[Saved entries]
+ + + + + + +
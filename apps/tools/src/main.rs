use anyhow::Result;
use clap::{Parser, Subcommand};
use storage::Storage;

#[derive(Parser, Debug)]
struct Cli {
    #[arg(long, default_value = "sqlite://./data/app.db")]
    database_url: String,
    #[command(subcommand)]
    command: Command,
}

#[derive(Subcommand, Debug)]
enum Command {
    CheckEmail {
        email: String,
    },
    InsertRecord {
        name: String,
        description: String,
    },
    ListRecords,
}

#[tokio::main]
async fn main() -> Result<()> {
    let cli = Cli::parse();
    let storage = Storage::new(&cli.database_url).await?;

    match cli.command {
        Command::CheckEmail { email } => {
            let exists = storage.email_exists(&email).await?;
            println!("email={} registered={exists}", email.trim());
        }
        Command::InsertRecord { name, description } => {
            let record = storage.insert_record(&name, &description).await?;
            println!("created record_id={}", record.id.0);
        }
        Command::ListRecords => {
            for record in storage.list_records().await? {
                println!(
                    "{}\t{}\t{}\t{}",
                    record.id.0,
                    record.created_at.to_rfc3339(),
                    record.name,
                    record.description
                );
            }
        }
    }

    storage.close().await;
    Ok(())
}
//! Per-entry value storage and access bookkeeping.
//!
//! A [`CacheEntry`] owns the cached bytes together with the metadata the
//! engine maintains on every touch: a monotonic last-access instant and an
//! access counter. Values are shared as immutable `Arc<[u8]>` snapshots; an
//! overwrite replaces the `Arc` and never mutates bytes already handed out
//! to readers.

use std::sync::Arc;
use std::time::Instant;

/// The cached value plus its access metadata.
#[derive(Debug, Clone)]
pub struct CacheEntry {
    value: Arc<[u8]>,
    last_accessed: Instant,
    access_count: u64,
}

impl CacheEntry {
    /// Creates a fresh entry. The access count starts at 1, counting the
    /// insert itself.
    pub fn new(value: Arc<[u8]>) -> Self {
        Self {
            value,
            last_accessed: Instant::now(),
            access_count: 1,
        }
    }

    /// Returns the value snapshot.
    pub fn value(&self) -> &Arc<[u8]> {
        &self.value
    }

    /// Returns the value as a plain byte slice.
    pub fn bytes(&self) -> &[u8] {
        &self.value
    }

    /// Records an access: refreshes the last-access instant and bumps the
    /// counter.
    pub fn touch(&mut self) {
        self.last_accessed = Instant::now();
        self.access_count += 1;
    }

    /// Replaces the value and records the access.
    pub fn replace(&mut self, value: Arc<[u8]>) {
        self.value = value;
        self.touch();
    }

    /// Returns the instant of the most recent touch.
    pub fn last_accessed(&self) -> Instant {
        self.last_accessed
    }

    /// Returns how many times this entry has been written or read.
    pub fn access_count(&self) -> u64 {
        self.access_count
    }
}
+ + + + + + +
Goal of the exercise: In the entries above, find each line containing the string "description" and copy it.

Exercise result:
        description: String,
        Command::InsertRecord { name, description } => {
            let record = storage.insert_record(&name, &description).await?;
                    record.description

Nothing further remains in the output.